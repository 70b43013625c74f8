pub mod engine_setup;
pub mod request_io;
pub mod signals;
pub mod vision_response;
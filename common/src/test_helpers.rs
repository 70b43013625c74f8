//! Shared test helpers for cross-crate use
//!
//! Used by the `risk_engine` and `address_risk` test suites as well as this
//! crate's own unit tests.

use std::fs;
use std::path::PathBuf;
use std::sync::atomic::{AtomicU64, Ordering};
use std::time::{SystemTime, UNIX_EPOCH};

// Global counter for unique test identifiers across parallel tests
static GLOBAL_TEST_COUNTER: AtomicU64 = AtomicU64::new(1);

/// Generate identifiers that won't conflict across parallel tests
///
/// Format: "{prefix}-{timestamp}-{counter}"
pub fn generate_unique_id(prefix: &str) -> String {
    let timestamp = SystemTime::now()
        .duration_since(UNIX_EPOCH)
        .map(|d| d.as_millis())
        .unwrap_or_default();
    let counter = GLOBAL_TEST_COUNTER.fetch_add(1, Ordering::SeqCst);
    format!("{}-{}-{}", prefix, timestamp, counter)
}

/// Write `contents` to `<tmp>/<dir_name>/<file_name>`, creating the directory.
///
/// Panics on I/O failure; only meant for test setup.
pub fn write_temp_file(dir_name: &str, file_name: &str, contents: &str) -> PathBuf {
    let dir = std::env::temp_dir().join(dir_name);
    fs::create_dir_all(&dir).expect("create temp test directory");
    let path = dir.join(file_name);
    fs::write(&path, contents).expect("write temp test file");
    path
}

/// Unified error type for test failures that should not panic mid-setup
#[derive(Debug, thiserror::Error)]
pub enum TestError {
    #[error("Assertion failed: {message}")]
    AssertionFailure { message: String },

    #[error("Generic test error: {message}")]
    Generic { message: String },
}

impl TestError {
    pub fn assertion_failure(message: impl Into<String>) -> Self {
        Self::AssertionFailure {
            message: message.into(),
        }
    }

    pub fn generic(message: impl Into<String>) -> Self {
        Self::Generic {
            message: message.into(),
        }
    }
}

/// Alias for the standard test result type
pub type TestResult<T = ()> = Result<T, TestError>;

/// Assertion that returns TestError instead of panicking
#[macro_export]
macro_rules! test_assert {
    ($condition:expr) => {
        if !($condition) {
            return Err($crate::test_helpers::TestError::assertion_failure(
                format!("assertion failed: {}", stringify!($condition))
            ));
        }
    };
    ($condition:expr, $message:expr $(, $arg:expr)*) => {
        if !($condition) {
            return Err($crate::test_helpers::TestError::assertion_failure(
                format!($message $(, $arg)*)
            ));
        }
    };
}

/// Equality assertion that returns TestError instead of panicking
#[macro_export]
macro_rules! test_assert_eq {
    ($left:expr, $right:expr) => {
        match (&$left, &$right) {
            (left_val, right_val) => {
                if !(*left_val == *right_val) {
                    return Err($crate::test_helpers::TestError::assertion_failure(
                        format!("assertion failed: `(left == right)`\n  left: `{:?}`,\n right: `{:?}`",
                                left_val, right_val)
                    ));
                }
            }
        }
    };
}

#[cfg(test)]
mod tests {
    use super::*;
    use std::collections::HashSet;

    #[test]
    fn test_generate_unique_id() {
        let mut ids = HashSet::new();
        for i in 0..1000 {
            let id = generate_unique_id(&format!("TEST-{}", i % 3));
            assert!(ids.insert(id.clone()), "Duplicate ID generated: {}", id);
        }
    }

    #[test]
    fn test_write_temp_file_round_trips_contents() {
        let dir = generate_unique_id("helpers");
        let path = write_temp_file(&dir, "a.txt", "hello");
        assert_eq!(fs::read_to_string(path).unwrap(), "hello");
    }

    fn checked(value: i32) -> TestResult {
        crate::test_assert!(value > 0, "value {} must be positive", value);
        crate::test_assert_eq!(value % 2, 0);
        Ok(())
    }

    #[test]
    fn test_assert_macros_return_errors() {
        assert!(checked(4).is_ok());
        assert!(matches!(checked(-2), Err(TestError::AssertionFailure { .. })));
        assert!(matches!(checked(3), Err(TestError::AssertionFailure { .. })));
    }
}
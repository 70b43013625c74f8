//! Fixture builders shared by unit and integration tests.

use async_trait::async_trait;
use tokio::sync::Mutex;

use crate::{
    analyzer::RiskAnalyzer,
    error::EngineError,
    model::{
        ActivityCode, AnalysisRequest, ApparentZone, AuxiliaryFlags, CompatibilityLevel,
        RoadType, VisualAnalysis, VisualInput,
    },
    processor::{AnalysisOutcome, ResultSink},
    tables::RiskTables,
};

pub fn activity(code: &str) -> ActivityCode {
    ActivityCode::new(code, "")
}

pub fn default_analyzer() -> RiskAnalyzer {
    RiskAnalyzer::from_tables(RiskTables::with_defaults().expect("default tables are valid"))
}

/// Request for a single activity with an undefined-zone scene.
pub fn request(request_id: &str, code: &str) -> AnalysisRequest {
    AnalysisRequest {
        request_id: request_id.to_string(),
        cnpj: None,
        activities: vec![activity(code)],
        visual: VisualBuilder::new().build().into(),
        auxiliary: AuxiliaryFlags::new(),
    }
}

pub fn request_with_visual(request_id: &str, code: &str, visual: VisualInput) -> AnalysisRequest {
    AnalysisRequest {
        visual,
        ..request(request_id, code)
    }
}

#[derive(Debug, Clone, Default)]
pub struct VisualBuilder {
    visual: VisualAnalysis,
}

impl VisualBuilder {
    pub fn new() -> Self {
        Self::default()
    }

    pub fn residential() -> Self {
        Self::new().zone(ApparentZone::Residential)
    }

    pub fn commercial() -> Self {
        Self::new().zone(ApparentZone::Commercial)
    }

    pub fn zone(mut self, zone: ApparentZone) -> Self {
        self.visual.zone = zone;
        self
    }

    pub fn road(mut self, road: RoadType) -> Self {
        self.visual.road = road;
        self
    }

    pub fn signage(mut self, present: bool) -> Self {
        self.visual.commercial_signage = present;
        self
    }

    pub fn storefront(mut self, present: bool) -> Self {
        self.visual.storefront = present;
        self
    }

    pub fn houses(mut self, present: bool) -> Self {
        self.visual.residential_houses = present;
        self
    }

    pub fn compatibility(mut self, level: CompatibilityLevel) -> Self {
        self.visual.reported_compatibility = level;
        self
    }

    pub fn build(self) -> VisualAnalysis {
        self.visual
    }
}

/// Sink that keeps every outcome in memory.
#[derive(Default)]
pub struct CollectingSink {
    outcomes: Mutex<Vec<AnalysisOutcome>>,
}

impl CollectingSink {
    pub fn new() -> Self {
        Self::default()
    }

    pub async fn outcomes(&self) -> Vec<AnalysisOutcome> {
        self.outcomes.lock().await.clone()
    }
}

#[async_trait]
impl ResultSink for CollectingSink {
    async fn emit(&self, outcome: &AnalysisOutcome) -> Result<(), EngineError> {
        self.outcomes.lock().await.push(outcome.clone());
        Ok(())
    }
}
use serde::Deserialize;
use std::{collections::BTreeMap, path::Path, path::PathBuf};
use thiserror::Error;

use crate::yaml_include::render_yaml_with_includes;

#[derive(Debug, Error)]
pub enum ConfigError {
    #[error("failed to read config file {path:?}: {source}")]
    Read {
        path: PathBuf,
        #[source]
        source: std::io::Error,
    },

    #[error("failed to parse yaml in {path:?}: {message}")]
    Parse { path: PathBuf, message: String },

    #[error("include cycle detected at {0:?}")]
    IncludeCycle(PathBuf),

    #[error("failed to emit merged yaml: {0}")]
    Emit(String),

    #[error("failed to deserialize config: {0}")]
    Deserialize(#[from] serde_yml::Error),

    #[error("invalid config value for {field}: {message}")]
    Invalid { field: String, message: String },
}

#[derive(Debug, Deserialize, Clone, Default)]
pub struct CommonConfig {
    pub project_name: String,
}

#[derive(Debug, Deserialize, Clone, Copy, PartialEq, Eq)]
pub struct ThresholdsConfig {
    pub high: i32,
    pub medium: i32,
}

impl Default for ThresholdsConfig {
    fn default() -> Self {
        Self {
            high: 60,
            medium: 30,
        }
    }
}

/// Engine tuning. Flag, type and scope names are kept as strings here and
/// resolved by the engine, which owns those vocabularies.
#[derive(Debug, Deserialize, Clone, Default)]
pub struct EngineConfig {
    #[serde(default)]
    pub thresholds: ThresholdsConfig,
    #[serde(default)]
    pub expectation_scope: Option<String>,
    /// CNAE prefix -> expected location type, layered over the built-in table.
    #[serde(default)]
    pub cnae_overrides: BTreeMap<String, String>,
    /// Flag token -> weight, layered over the built-in weights.
    #[serde(default)]
    pub weight_overrides: BTreeMap<String, i32>,
    #[serde(default)]
    pub min_domain_age_days: Option<i64>,
}

#[derive(Debug, Deserialize, Clone, Default)]
pub struct ProcessorConfig {
    pub threads: u32,
    pub sleep_ms: u64,
    pub log_level: String,
    #[serde(default)]
    pub metrics_address: Option<String>,
}

#[derive(Debug, Deserialize, Clone, Default)]
pub struct Config {
    pub common: CommonConfig,
    #[serde(default)]
    pub engine: EngineConfig,
    pub processor: ProcessorConfig,
}

impl Config {
    pub fn load(config_path: &str) -> Result<Self, ConfigError> {
        let contents = render_yaml_with_includes(Path::new(config_path))?;
        Self::from_yaml_str(&contents)
    }

    pub fn from_yaml_str(contents: &str) -> Result<Self, ConfigError> {
        let config: Config = serde_yml::from_str(contents)?;
        config.validate()?;
        Ok(config)
    }

    fn validate(&self) -> Result<(), ConfigError> {
        let t = self.engine.thresholds;
        if !(0 < t.medium && t.medium < t.high && t.high <= 100) {
            return Err(ConfigError::Invalid {
                field: "engine.thresholds".to_string(),
                message: format!(
                    "expected 0 < medium < high <= 100, got medium={} high={}",
                    t.medium, t.high
                ),
            });
        }
        if self.processor.threads == 0 {
            return Err(ConfigError::Invalid {
                field: "processor.threads".to_string(),
                message: "must be at least 1".to_string(),
            });
        }
        Ok(())
    }
}
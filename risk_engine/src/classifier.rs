use regex::Regex;
use serde::{Deserialize, Serialize};
use std::collections::BTreeMap;
use strum_macros::{Display, EnumString};
use tracing::{debug, trace};

use crate::{
    error::EngineError,
    model::{ActivityCode, ExpectedLocationType},
};

const MIN_PREFIX_LEN: usize = 2;
const MAX_PREFIX_LEN: usize = 5;

lazy_static::lazy_static! {
    // Full sub-class is 7 digits; a bare 4- or 5-digit class is accepted too.
    static ref NORMALIZED_CODE: Regex = Regex::new(r"^([0-9]{4,5}|[0-9]{7})$").unwrap();
    static ref TABLE_PREFIX: Regex = Regex::new(r"^[0-9]{2,5}$").unwrap();
}

/// Which declared activities decide the expected location type.
#[derive(Debug, Clone, Copy, PartialEq, Eq, Default, Serialize, Deserialize, Display, EnumString)]
#[serde(rename_all = "snake_case")]
#[strum(serialize_all = "snake_case")]
pub enum ExpectationScope {
    /// Only the principal (first) activity.
    #[default]
    Principal,
    /// Every declared activity; the most restrictive type wins.
    MostRestrictive,
}

/// Strips CNAE punctuation ("6201-5/01" -> "6201501") and checks the shape.
pub fn normalize_code(raw: &str) -> Result<String, EngineError> {
    let cleaned: String = raw
        .chars()
        .filter(|c| !matches!(c, '-' | '/' | '.') && !c.is_whitespace())
        .collect();
    if NORMALIZED_CODE.is_match(&cleaned) {
        Ok(cleaned)
    } else {
        Err(EngineError::MalformedActivityCode {
            code: raw.to_string(),
        })
    }
}

/// CNAE class prefix -> expected location type, resolved by longest prefix.
#[derive(Debug, Clone, PartialEq, Eq, Default)]
pub struct CnaeTable {
    entries: BTreeMap<String, ExpectedLocationType>,
}

impl CnaeTable {
    /// Builds a table from ordered entries; a repeated prefix keeps the later type.
    pub fn new<I, S>(entries: I) -> Result<Self, EngineError>
    where
        I: IntoIterator<Item = (S, ExpectedLocationType)>,
        S: Into<String>,
    {
        let mut table = Self::default();
        for (prefix, location_type) in entries {
            table.insert(prefix, location_type)?;
        }
        Ok(table)
    }

    pub fn insert(
        &mut self,
        prefix: impl Into<String>,
        location_type: ExpectedLocationType,
    ) -> Result<(), EngineError> {
        let prefix = prefix.into();
        if !TABLE_PREFIX.is_match(&prefix) {
            return Err(EngineError::InvalidCnaePrefix { prefix });
        }
        self.entries.insert(prefix, location_type);
        Ok(())
    }

    /// Copy of this table with `overrides` layered on top.
    pub fn with_overrides<I, S>(&self, overrides: I) -> Result<Self, EngineError>
    where
        I: IntoIterator<Item = (S, ExpectedLocationType)>,
        S: Into<String>,
    {
        let mut table = self.clone();
        for (prefix, location_type) in overrides {
            table.insert(prefix, location_type)?;
        }
        Ok(table)
    }

    pub fn len(&self) -> usize {
        self.entries.len()
    }

    pub fn is_empty(&self) -> bool {
        self.entries.is_empty()
    }

    /// Unmapped and malformed codes resolve to `Unknown`.
    pub fn classify(&self, activity: &ActivityCode) -> ExpectedLocationType {
        self.try_classify(activity).unwrap_or_else(|e| {
            debug!(code = %activity.code, error = %e, "Unclassifiable activity code");
            ExpectedLocationType::Unknown
        })
    }

    /// Like [`CnaeTable::classify`], but rejects malformed codes.
    pub fn try_classify(&self, activity: &ActivityCode) -> Result<ExpectedLocationType, EngineError> {
        let code = normalize_code(&activity.code)?;
        let longest = code.len().min(MAX_PREFIX_LEN);
        for len in (MIN_PREFIX_LEN..=longest).rev() {
            if let Some(location_type) = self.entries.get(&code[..len]) {
                trace!(code = %code, prefix = &code[..len], %location_type, "CNAE prefix matched");
                return Ok(*location_type);
            }
        }
        Ok(ExpectedLocationType::Unknown)
    }

    /// Expected location type for a business' declared activities, principal first.
    pub fn resolve(
        &self,
        activities: &[ActivityCode],
        scope: ExpectationScope,
    ) -> Result<ExpectedLocationType, EngineError> {
        let (principal, secondary) = activities
            .split_first()
            .ok_or(EngineError::EmptyActivityList)?;

        let principal_type = self.try_classify(principal)?;
        let secondary_types = secondary
            .iter()
            .map(|activity| self.try_classify(activity))
            .collect::<Result<Vec<_>, _>>()?;

        let resolved = match scope {
            ExpectationScope::Principal => principal_type,
            ExpectationScope::MostRestrictive => secondary_types
                .into_iter()
                .fold(principal_type, |current, candidate| {
                    if candidate.restrictiveness() > current.restrictiveness() {
                        candidate
                    } else {
                        current
                    }
                }),
        };
        debug!(principal = %principal.code, %scope, expected = %resolved, "Resolved expected location type");
        Ok(resolved)
    }
}
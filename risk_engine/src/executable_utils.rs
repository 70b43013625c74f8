use clap::Parser;
use common::config::Config;
use metrics_exporter_prometheus::PrometheusBuilder;
use std::{error::Error, net::SocketAddr};
use tracing::info;
use tracing_subscriber::EnvFilter;

#[derive(Parser, Debug)]
#[command(author, version, about, long_about = None)]
pub struct Args {
    /// Path to config file
    #[arg(short, long, default_value = "address_risk/config/dev.yaml")]
    pub config: String,

    /// JSON-lines file with one analysis request per line
    #[arg(short, long)]
    pub input: String,

    /// Where to write JSON-lines outcomes; stdout when omitted
    #[arg(short, long)]
    pub output: Option<String>,
}

/// Loads `.env`, parses CLI args, reads the config and installs tracing.
pub fn initialize_executable() -> Result<(Args, Config), Box<dyn Error + Send + Sync>> {
    // A missing .env is normal outside development.
    let _ = dotenvy::dotenv();

    let args = Args::parse();
    let config = Config::load(&args.config)?;
    initialize_tracing(&config.processor.log_level);

    info!(config = %args.config, project = %config.common.project_name, "Configuration loaded");
    Ok((args, config))
}

/// `RUST_LOG` wins over the configured level when set.
pub fn initialize_tracing(default_level: &str) {
    let filter = EnvFilter::try_from_default_env().unwrap_or_else(|_| EnvFilter::new(default_level));
    // Ignore the error when a subscriber is already installed (tests, embedding).
    let _ = tracing_subscriber::fmt().with_env_filter(filter).try_init();
}

/// Starts a Prometheus scrape endpoint on `address`.
pub fn install_metrics_exporter(address: &str) -> Result<(), Box<dyn Error + Send + Sync>> {
    let address: SocketAddr = address.parse()?;
    PrometheusBuilder::new()
        .with_http_listener(address)
        .install()?;
    info!(%address, "Prometheus exporter listening");
    Ok(())
}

--- --- ---

The response should be the listing above, limited to the lines between the one holding "filter = EnvFilter::try_from_default_env().unwrap_or_else(|_|" and the one holding "Starts a Prometheus", inclusive, reproduced exactly.

The answer:
    let filter = EnvFilter::try_from_default_env().unwrap_or_else(|_| EnvFilter::new(default_level));
    // Ignore the error when a subscriber is already installed (tests, embedding).
    let _ = tracing_subscriber::fmt().with_env_filter(filter).try_init();
}

/// Starts a Prometheus scrape endpoint on `address`.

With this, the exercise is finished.